Lai, 75, is the founder of now shut pro-democracy newspaper Apple Daily and one of the most prominent Hong Kong critics of China's Communist Party leadership, including President Xi Jinping.
Lai and his three of his companies, Apple Daily Limited, Apple Daily Printing Limited and AD Internet Limited, faced a total of three charges under the national security law, including collusion with foreign forces.
Beijing imposed the national security law on Hong Kong in 2020 after months of anti-government protests. The law punishes acts including subversion, collusion with foreign forces and terrorism with up to life in prison.
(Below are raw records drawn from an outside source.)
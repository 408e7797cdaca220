//! Provider / dependency resolver
//!
//! Resolution is purely lexical: a dependency is whatever bare name the
//! constructor parameter's type annotation spells. Two classes with the same
//! name collide and the later one wins.

use crate::classifier::{has_marker, INJECTABLE_MARKER};
use crate::graph::cycles;
use crate::parsers::{ClassInfo, SourceUnit, Visibility};
use indexmap::{IndexMap, IndexSet};
use serde::{Deserialize, Serialize};
use std::path::PathBuf;

#[derive(Debug, Clone, PartialEq, Eq, Serialize, Deserialize)]
#[serde(rename_all = "camelCase")]
pub struct ProviderInfo {
    pub name: String,
    pub file_path: PathBuf,
    pub line: u32,
    pub dependencies: Vec<String>,
    pub public_methods: usize,
}

pub type ProviderMap = IndexMap<String, ProviderInfo>;

/// Build injectable name -> provider info for every `@Injectable` class
pub fn resolve(units: &[SourceUnit]) -> ProviderMap {
    let mut providers = ProviderMap::new();
    for unit in units {
        for class in &unit.classes {
            if !has_marker(class, INJECTABLE_MARKER) {
                continue;
            }
            providers.insert(
                class.name.clone(),
                ProviderInfo {
                    name: class.name.clone(),
                    file_path: unit.path.clone(),
                    line: class.line,
                    dependencies: dependencies(class),
                    public_methods: public_method_count(class),
                },
            );
        }
    }
    providers
}

fn dependencies(class: &ClassInfo) -> Vec<String> {
    class
        .constructor_params
        .iter()
        .filter_map(|p| p.type_text.as_deref())
        .filter_map(bare_type_name)
        .collect()
}

/// `Repository<User>` -> `Repository`, `ns.Service` -> `Service`
pub fn bare_type_name(type_text: &str) -> Option<String> {
    let head = type_text.split('<').next().unwrap_or(type_text);
    let name = head.rsplit('.').next().unwrap_or(head).trim();
    (!name.is_empty()).then(|| name.to_string())
}

/// Methods without a visibility keyword or with an explicit `public`
pub fn public_method_count(class: &ClassInfo) -> usize {
    class
        .methods
        .iter()
        .filter(|m| matches!(m.visibility, None | Some(Visibility::Public)))
        .count()
}

/// Provider dependency cycles, restricted to known providers
pub fn find_provider_cycles(providers: &ProviderMap) -> Vec<Vec<String>> {
    let adjacency: IndexMap<String, IndexSet<String>> = providers
        .iter()
        .map(|(name, info)| {
            let deps = info
                .dependencies
                .iter()
                .filter(|d| providers.contains_key(d.as_str()))
                .cloned()
                .collect();
            (name.clone(), deps)
        })
        .collect();
    cycles::find_cycles(&adjacency)
}

/// Namespace per-project provider maps the same way the module graph is merged
pub fn merge_providers(projects: &[(String, ProviderMap)]) -> ProviderMap {
    let mut merged = ProviderMap::new();
    for (project, providers) in projects {
        for (name, info) in providers {
            let key = format!("{project}/{name}");
            let dependencies = info
                .dependencies
                .iter()
                .map(|d| {
                    if providers.contains_key(d) {
                        format!("{project}/{d}")
                    } else {
                        d.clone()
                    }
                })
                .collect();
            merged.insert(
                key.clone(),
                ProviderInfo {
                    name: key,
                    dependencies,
                    ..info.clone()
                },
            );
        }
    }
    merged
}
Lai is also charged with conspiracy to print seditious publications linked to Apple Daily, which closed in June 2021 after police arrested its staff and its assets were frozen by authorities. Sedition is punishable by a maximum of two years in jail.
Lai has pledged to plead not guilty and has been in detention for more than two years. His trial is scheduled to begin in September.
Lai’s lawyer Robert Pang applied to terminate the proceedings, arguing that there is an apparent bias against Lai by the court due to a lack of transparency in the appointment of national security judges by Hong Kong's Chief Executive John Lee.
“If there is any question about the independence and impartiality of the court … that cannot be allowed,” said Pang.
Pang also argued that blocking Lai’s British lawyer Timothy Owen from representing him in the trial is “persecution, not prosecution.”
Dismissing Lai's challenge, High Court judges Esther Toh, Susana D'Almada Remedios and Alex Lee argued that they were appointed as national security judges by the chief executive upon the recommendation of the Judicial Officers Recommendation Commission, an independent advisory body that consists of the chief justice and other members.
The security law gives the chief executive the power to select a panel of judges who can hear national security cases.
The High Court last Friday dismissed an attempt by Lai to challenge a decision by security officials to effectively bar Owen from representing him in the trial.
The use of foreign lawyers by both prosecutors and defense has long been allowed in the former British colony as part of its rule of law traditions.
Lai was jailed for five years and nine months last December on a fraud charge.